I think Hart Audio is without doubt one of the best solutions for custom cables. At least for American users. For Europe, shipping and taxes are too heavy on the bill.

Alan Lovell (UK) was, *by far*, the best solution I could find for Europeans wanting heavy customization (everything could be customized, and I mean EVERYTHING). Unfortunately he's gone AWOL since january and I don't know of any similar alternative, so...


----------



## godmax

... even for European customers Hart Audio Cables is a viable option! 



Looks like I am really a Hart Audio Cables fanboy/evangelist: 7 out of 8 headphone cables are made by James (@brux)! Very good craftsmanship, customization options and exceptional customer support!



PS: the cable on the Elegia (far right) is from Sky Audio Cables UK, also very good customization options and craftsmanship (but not modular)


----------



## thomasu

Also a big fan of the Hart Audio cables! I'm currently using them on my DT 1990 Pro's


----------



## Jose Hidalgo

Guys, may I just state that this topic which I opened is titled "Modular Cable Systems (Hart Audio *and others* ?)" and not "Hart Audio fan-club" ? Thank you all. 

OK, seriously, I absolutely love what Hart Audio does, and I wish I could order from them, but so far I can't because of :

Shipping + Taxes (although that could be avoided if one of my American friends happens to travel to Europe, but that's not the case for the moment).
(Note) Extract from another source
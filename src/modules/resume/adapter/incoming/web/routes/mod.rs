mod get_resume;
mod update_resume;

pub use get_resume::*;
pub use update_resume::*;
My budget is limited and I'm not willing to spend $80 or more in a custom headphone cable incl. shipping and taxes. Especially because I need 5 of them.
Customization options (I need some specific stuff that they don't seem to offer on their site). Here's a precise example :




Guys like Alan Lovell allowed for any degree of customization you could desire, down to the various connector shapes (including ordering them for you from any link you'd provide), cable types, braiding, etc.. All that for a *very* reasonable price. I was about to order from him when he went AWOL.


----------



## Halby

Jose Hidalgo said:


> Guys, may I just state that this topic which I opened is titled "Modular Cable Systems (Hart Audio *and others* ?)" and not "Hart Audio fan-club" ? Thank you all.
> 
> OK, seriously, I absolutely love what Hart Audio does, and I wish I could order from them, but so far I can't because of :
> 
> ...


It looks like this Alan person is using illustrations I made for my store for his own projects...

www.etsy.com/shops/halbycables


----------



## Jose Hidalgo (Jun 4, 2021)

Halby said:


> It looks like this Alan person is using illustrations I made for my store for his own projects...
> 
> www.etsy.com/shops/halbycables


Sorry but no : I found that illustration online (possibly via Google image search) and I modified it for my own purpose. That was way before I even knew about Alan.
I thought it was a nice illustration and I could use it to describe my project rather than drawing everything myself.
Sorry if that bothers you, I meant no harm.
PS : your cables look very nice BTW. Too bad you're in the US too !


----------



## Halby

Jose Hidalgo said:


> Sorry but no : I found that illustration online (possibly via Google image search) and I modified it for my own purpose. That was way before I even knew about Alan.
> I thought it was a nice illustration and I could use it to describe my project rather than drawing everything myself.
> Sorry if that bothers you, I meant no harm.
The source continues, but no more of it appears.